Records from a collection:
┌──

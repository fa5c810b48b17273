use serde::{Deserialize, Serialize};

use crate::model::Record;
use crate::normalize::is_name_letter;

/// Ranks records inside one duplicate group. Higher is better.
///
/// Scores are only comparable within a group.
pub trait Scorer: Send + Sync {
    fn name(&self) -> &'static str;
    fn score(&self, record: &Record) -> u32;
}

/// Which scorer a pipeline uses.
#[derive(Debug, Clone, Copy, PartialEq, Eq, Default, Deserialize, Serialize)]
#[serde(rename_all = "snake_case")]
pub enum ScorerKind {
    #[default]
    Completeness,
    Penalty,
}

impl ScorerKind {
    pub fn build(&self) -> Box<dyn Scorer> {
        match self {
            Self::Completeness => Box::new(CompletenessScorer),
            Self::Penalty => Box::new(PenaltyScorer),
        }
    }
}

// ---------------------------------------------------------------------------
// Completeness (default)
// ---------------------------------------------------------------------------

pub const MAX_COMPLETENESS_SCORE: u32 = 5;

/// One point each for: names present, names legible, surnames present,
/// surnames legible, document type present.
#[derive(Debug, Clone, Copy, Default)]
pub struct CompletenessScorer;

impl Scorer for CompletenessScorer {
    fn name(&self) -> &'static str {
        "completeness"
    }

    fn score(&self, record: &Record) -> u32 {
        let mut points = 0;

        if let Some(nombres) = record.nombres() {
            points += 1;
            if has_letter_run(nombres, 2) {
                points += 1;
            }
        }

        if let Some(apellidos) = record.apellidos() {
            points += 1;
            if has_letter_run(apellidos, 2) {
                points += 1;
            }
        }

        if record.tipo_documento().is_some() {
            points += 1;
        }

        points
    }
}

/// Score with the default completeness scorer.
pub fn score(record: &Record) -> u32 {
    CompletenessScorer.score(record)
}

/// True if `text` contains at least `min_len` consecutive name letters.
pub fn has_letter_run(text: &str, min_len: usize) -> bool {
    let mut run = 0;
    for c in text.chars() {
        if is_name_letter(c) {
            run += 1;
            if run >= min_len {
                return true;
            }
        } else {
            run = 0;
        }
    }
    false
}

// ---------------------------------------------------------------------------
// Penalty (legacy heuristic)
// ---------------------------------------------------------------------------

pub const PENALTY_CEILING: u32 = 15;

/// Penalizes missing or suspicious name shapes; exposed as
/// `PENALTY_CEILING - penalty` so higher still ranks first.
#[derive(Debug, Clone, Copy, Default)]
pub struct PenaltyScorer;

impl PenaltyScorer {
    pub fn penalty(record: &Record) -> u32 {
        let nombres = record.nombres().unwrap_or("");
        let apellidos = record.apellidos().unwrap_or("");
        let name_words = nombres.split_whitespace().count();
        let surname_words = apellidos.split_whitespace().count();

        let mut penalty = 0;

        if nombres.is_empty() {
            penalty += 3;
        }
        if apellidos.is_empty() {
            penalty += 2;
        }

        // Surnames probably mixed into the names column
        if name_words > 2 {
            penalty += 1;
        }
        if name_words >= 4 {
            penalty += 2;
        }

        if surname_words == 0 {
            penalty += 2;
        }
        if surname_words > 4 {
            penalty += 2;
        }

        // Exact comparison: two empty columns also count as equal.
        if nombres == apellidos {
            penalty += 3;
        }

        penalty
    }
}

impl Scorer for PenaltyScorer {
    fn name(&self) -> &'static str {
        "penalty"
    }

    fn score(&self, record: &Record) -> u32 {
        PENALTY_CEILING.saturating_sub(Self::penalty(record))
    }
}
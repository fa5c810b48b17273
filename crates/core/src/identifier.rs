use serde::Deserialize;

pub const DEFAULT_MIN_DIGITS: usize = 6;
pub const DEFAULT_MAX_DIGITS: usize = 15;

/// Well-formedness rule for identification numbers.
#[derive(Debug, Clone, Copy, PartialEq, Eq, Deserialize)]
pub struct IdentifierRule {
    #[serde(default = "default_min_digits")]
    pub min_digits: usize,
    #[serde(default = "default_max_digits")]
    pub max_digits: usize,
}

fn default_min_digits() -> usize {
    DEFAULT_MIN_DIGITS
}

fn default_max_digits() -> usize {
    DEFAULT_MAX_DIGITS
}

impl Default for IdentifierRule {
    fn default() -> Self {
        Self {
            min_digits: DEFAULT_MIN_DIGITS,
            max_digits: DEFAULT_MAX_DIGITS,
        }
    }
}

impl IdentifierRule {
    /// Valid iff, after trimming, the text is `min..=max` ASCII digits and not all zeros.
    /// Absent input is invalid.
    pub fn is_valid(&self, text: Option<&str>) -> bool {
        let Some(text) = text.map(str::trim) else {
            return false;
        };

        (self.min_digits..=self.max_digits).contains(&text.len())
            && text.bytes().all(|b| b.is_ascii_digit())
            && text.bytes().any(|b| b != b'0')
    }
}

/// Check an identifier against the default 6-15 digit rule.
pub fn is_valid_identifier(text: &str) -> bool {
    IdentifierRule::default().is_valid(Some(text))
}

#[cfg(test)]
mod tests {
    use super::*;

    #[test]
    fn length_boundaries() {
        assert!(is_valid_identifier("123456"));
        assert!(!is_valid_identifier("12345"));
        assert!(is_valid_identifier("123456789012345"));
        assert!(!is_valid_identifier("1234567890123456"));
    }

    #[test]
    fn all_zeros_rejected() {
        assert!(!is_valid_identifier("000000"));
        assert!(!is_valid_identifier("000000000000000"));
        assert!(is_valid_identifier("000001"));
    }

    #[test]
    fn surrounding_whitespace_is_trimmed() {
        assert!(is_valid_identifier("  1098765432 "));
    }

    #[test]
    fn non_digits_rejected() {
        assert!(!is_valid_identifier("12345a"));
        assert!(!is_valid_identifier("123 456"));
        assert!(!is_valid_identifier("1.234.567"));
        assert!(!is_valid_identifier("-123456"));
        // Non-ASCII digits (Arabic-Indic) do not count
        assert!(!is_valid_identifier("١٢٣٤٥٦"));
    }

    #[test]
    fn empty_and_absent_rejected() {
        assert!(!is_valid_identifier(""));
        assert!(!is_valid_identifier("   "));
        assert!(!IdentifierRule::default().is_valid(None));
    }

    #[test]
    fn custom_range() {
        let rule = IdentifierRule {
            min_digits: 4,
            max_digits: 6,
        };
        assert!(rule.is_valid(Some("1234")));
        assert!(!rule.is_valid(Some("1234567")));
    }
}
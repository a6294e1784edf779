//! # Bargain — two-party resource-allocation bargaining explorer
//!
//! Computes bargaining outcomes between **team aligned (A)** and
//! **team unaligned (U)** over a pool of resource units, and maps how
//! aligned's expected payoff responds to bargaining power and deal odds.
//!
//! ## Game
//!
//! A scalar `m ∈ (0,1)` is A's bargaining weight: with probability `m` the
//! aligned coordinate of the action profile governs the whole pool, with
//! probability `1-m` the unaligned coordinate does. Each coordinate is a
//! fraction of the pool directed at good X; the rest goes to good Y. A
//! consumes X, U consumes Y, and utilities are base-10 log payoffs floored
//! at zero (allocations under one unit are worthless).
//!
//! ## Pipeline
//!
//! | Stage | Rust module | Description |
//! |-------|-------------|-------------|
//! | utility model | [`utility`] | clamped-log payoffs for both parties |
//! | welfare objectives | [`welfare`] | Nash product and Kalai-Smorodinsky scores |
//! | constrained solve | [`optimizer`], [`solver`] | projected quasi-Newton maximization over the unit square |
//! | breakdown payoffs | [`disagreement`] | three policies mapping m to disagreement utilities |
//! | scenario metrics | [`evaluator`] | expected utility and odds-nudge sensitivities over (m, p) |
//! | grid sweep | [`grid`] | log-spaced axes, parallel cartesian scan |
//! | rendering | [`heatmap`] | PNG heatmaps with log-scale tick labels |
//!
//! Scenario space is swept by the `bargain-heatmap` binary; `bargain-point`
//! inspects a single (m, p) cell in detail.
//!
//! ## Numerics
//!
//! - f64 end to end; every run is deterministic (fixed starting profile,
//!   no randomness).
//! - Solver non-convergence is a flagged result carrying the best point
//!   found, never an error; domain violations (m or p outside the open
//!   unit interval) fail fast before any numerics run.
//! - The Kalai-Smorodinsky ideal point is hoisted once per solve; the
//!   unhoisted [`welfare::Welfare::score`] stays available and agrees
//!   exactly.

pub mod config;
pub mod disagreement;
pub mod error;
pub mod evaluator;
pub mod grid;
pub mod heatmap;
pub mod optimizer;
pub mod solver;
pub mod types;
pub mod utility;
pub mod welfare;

└──
┌──

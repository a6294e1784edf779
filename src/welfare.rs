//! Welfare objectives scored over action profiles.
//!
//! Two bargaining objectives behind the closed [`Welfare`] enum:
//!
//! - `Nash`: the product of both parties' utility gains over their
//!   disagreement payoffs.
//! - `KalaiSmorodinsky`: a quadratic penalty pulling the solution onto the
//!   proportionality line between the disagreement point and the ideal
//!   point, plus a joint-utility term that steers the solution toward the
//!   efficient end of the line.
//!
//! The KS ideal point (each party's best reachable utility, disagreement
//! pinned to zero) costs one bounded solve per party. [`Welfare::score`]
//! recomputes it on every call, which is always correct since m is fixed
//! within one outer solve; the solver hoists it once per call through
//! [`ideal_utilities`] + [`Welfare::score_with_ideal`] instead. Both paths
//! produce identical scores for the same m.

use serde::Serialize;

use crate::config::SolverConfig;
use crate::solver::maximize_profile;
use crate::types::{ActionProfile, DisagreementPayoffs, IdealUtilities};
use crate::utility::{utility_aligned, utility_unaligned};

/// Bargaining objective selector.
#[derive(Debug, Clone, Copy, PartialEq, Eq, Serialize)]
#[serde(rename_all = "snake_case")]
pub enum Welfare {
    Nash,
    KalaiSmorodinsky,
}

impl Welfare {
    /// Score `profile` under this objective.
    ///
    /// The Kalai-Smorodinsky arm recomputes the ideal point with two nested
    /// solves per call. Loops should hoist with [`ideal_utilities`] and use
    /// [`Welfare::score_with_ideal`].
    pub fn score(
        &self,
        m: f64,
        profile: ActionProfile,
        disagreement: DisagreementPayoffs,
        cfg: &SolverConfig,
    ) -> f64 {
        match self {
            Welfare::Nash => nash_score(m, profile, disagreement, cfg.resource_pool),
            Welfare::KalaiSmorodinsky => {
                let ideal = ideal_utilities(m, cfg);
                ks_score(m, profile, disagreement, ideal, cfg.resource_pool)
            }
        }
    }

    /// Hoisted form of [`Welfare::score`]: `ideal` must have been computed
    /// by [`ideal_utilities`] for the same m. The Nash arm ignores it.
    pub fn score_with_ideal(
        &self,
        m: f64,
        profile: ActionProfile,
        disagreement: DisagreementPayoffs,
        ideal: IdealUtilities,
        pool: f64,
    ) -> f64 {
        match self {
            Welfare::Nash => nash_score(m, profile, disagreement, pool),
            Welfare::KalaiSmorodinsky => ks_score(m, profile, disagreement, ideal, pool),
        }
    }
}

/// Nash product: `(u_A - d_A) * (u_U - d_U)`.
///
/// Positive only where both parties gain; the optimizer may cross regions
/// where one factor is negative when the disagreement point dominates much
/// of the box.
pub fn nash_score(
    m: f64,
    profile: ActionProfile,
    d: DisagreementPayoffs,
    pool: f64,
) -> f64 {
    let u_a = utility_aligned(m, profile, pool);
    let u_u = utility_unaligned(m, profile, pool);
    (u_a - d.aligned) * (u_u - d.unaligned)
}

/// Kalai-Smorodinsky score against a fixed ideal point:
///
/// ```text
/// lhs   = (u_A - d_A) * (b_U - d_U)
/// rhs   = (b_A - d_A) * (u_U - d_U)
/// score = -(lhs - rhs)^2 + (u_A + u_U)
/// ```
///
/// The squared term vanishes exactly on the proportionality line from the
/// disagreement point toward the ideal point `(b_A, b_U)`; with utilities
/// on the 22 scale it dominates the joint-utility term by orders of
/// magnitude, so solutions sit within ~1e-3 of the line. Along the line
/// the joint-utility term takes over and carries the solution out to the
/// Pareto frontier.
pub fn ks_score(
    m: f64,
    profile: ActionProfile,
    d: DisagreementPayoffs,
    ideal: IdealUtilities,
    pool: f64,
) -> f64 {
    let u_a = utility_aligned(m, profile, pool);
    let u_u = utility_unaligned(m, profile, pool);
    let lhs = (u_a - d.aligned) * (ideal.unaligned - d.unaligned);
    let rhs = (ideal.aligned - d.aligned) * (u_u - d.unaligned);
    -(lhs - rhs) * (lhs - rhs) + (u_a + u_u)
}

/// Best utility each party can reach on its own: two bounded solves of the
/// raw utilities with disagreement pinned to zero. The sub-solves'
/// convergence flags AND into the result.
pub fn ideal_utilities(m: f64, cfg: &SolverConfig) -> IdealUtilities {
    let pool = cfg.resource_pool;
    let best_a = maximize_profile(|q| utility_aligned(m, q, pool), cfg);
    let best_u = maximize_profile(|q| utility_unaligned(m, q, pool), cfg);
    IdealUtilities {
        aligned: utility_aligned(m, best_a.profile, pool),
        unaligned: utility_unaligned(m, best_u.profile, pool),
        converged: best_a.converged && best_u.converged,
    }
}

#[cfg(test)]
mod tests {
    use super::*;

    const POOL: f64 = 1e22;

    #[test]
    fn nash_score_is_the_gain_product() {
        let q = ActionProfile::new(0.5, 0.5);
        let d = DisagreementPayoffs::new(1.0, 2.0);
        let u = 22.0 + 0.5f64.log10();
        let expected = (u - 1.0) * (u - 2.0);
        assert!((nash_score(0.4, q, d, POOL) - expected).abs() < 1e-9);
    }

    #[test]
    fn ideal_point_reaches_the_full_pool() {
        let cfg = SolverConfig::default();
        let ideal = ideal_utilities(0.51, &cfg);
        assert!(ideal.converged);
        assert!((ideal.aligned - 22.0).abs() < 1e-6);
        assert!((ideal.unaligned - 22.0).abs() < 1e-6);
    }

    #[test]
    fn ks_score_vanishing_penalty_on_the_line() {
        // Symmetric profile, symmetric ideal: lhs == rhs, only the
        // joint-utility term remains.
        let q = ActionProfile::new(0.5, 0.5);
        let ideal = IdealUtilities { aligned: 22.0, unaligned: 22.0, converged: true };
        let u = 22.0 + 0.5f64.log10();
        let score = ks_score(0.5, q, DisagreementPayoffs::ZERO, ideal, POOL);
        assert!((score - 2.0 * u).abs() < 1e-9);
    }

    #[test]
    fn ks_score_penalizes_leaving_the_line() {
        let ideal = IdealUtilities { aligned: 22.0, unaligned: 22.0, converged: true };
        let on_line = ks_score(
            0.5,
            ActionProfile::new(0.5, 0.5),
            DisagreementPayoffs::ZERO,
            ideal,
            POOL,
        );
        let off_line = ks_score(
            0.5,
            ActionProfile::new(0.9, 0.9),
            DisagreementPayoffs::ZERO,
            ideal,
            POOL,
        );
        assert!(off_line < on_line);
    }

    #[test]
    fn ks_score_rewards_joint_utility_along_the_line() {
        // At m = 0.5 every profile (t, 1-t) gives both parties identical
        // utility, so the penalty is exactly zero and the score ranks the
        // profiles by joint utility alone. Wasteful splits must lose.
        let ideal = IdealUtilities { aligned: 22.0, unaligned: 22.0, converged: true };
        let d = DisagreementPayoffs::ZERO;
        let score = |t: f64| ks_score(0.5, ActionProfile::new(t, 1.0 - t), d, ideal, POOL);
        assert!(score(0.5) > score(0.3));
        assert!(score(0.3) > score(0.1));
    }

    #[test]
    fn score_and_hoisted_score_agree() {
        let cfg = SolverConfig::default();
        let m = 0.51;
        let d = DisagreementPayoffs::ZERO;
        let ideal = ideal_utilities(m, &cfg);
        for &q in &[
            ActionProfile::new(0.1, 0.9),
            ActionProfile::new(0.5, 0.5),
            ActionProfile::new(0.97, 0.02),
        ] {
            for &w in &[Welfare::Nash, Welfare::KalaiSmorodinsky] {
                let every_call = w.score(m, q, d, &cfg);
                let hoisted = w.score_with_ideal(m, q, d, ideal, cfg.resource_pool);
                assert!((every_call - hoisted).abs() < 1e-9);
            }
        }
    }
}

└──
┌──

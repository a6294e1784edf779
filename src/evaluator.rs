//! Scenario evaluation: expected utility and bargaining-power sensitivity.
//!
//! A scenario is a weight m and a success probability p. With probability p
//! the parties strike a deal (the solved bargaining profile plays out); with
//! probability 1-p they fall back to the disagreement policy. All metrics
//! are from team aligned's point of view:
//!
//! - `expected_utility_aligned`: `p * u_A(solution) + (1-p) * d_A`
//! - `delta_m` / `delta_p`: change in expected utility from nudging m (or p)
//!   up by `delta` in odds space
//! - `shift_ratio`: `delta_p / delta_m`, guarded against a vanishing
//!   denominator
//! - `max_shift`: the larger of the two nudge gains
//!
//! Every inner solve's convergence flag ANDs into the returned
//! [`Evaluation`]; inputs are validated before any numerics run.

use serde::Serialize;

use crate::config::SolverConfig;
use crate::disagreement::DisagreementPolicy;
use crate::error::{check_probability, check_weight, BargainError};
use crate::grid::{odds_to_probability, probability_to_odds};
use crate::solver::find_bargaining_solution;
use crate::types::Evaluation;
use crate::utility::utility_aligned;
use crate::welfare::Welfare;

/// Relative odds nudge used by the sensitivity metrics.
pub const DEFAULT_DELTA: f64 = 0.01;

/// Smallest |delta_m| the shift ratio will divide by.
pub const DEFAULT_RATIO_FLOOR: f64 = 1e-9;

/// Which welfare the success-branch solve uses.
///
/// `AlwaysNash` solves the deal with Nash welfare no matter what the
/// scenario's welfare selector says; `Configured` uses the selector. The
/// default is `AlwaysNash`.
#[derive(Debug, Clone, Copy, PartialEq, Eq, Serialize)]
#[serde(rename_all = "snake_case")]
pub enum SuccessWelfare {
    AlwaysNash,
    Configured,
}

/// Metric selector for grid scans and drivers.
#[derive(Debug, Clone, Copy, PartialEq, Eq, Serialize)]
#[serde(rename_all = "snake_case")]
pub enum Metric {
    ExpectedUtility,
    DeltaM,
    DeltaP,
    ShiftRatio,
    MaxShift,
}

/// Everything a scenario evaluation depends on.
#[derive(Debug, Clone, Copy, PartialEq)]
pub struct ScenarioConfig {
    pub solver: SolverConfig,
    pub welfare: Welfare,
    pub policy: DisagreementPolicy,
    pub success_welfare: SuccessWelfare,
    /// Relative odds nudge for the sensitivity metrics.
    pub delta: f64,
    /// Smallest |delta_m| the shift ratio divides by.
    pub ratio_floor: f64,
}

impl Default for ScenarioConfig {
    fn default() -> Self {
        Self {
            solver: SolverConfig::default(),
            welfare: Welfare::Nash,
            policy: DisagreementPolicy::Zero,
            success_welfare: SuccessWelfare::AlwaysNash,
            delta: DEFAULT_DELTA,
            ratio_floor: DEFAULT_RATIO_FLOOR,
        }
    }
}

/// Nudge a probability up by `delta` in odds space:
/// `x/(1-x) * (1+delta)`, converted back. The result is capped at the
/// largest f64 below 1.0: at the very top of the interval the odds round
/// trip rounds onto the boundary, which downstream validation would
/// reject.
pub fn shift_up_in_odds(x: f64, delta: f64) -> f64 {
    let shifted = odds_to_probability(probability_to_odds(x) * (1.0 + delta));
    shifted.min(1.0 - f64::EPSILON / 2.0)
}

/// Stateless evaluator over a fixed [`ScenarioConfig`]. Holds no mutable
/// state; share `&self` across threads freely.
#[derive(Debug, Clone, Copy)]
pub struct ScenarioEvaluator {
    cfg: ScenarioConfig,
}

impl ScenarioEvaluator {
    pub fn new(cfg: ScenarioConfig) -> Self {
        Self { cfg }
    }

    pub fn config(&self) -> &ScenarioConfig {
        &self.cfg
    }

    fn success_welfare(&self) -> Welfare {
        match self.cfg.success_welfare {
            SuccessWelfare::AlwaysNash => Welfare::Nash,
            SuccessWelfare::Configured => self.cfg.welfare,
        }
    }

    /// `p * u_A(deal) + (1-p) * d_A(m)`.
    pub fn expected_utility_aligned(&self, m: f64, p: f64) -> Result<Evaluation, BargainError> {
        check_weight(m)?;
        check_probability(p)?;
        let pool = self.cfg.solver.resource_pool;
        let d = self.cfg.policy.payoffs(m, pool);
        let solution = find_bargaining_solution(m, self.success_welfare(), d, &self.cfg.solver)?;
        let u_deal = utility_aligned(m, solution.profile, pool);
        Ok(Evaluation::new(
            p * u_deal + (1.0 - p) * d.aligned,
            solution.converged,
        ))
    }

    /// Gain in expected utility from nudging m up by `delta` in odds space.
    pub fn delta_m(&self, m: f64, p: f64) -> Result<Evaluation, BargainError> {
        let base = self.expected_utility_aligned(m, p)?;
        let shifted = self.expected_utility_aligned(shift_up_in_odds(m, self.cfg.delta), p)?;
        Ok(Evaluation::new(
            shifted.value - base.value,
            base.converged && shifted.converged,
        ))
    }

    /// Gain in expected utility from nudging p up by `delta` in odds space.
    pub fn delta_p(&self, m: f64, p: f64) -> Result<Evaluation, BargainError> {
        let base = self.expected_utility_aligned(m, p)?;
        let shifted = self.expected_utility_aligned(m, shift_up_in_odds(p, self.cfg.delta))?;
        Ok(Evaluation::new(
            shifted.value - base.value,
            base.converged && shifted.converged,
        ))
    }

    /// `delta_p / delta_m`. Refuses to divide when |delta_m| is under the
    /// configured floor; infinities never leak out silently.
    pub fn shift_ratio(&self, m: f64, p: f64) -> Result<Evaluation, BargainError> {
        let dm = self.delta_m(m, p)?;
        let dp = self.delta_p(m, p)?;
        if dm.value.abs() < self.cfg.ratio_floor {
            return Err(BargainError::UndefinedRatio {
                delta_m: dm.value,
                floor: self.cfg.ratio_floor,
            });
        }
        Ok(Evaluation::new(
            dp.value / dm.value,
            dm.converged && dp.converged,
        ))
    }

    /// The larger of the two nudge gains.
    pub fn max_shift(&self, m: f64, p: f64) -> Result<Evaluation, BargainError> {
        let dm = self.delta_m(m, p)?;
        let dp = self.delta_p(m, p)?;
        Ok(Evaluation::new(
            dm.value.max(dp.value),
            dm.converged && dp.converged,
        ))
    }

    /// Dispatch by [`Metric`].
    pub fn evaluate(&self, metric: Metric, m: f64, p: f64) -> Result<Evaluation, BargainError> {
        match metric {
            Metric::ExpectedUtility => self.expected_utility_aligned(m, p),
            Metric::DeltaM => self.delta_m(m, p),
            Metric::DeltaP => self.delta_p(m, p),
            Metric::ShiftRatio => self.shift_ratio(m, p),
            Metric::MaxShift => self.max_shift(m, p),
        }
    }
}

└──

GOAL OF THE EXERCISE: Filtering the entries above by the word "Smallest", copy each line that matches.

WRITTEN SOLUTION:
/// Smallest |delta_m| the shift ratio will divide by.
    /// Smallest |delta_m| the shift ratio divides by.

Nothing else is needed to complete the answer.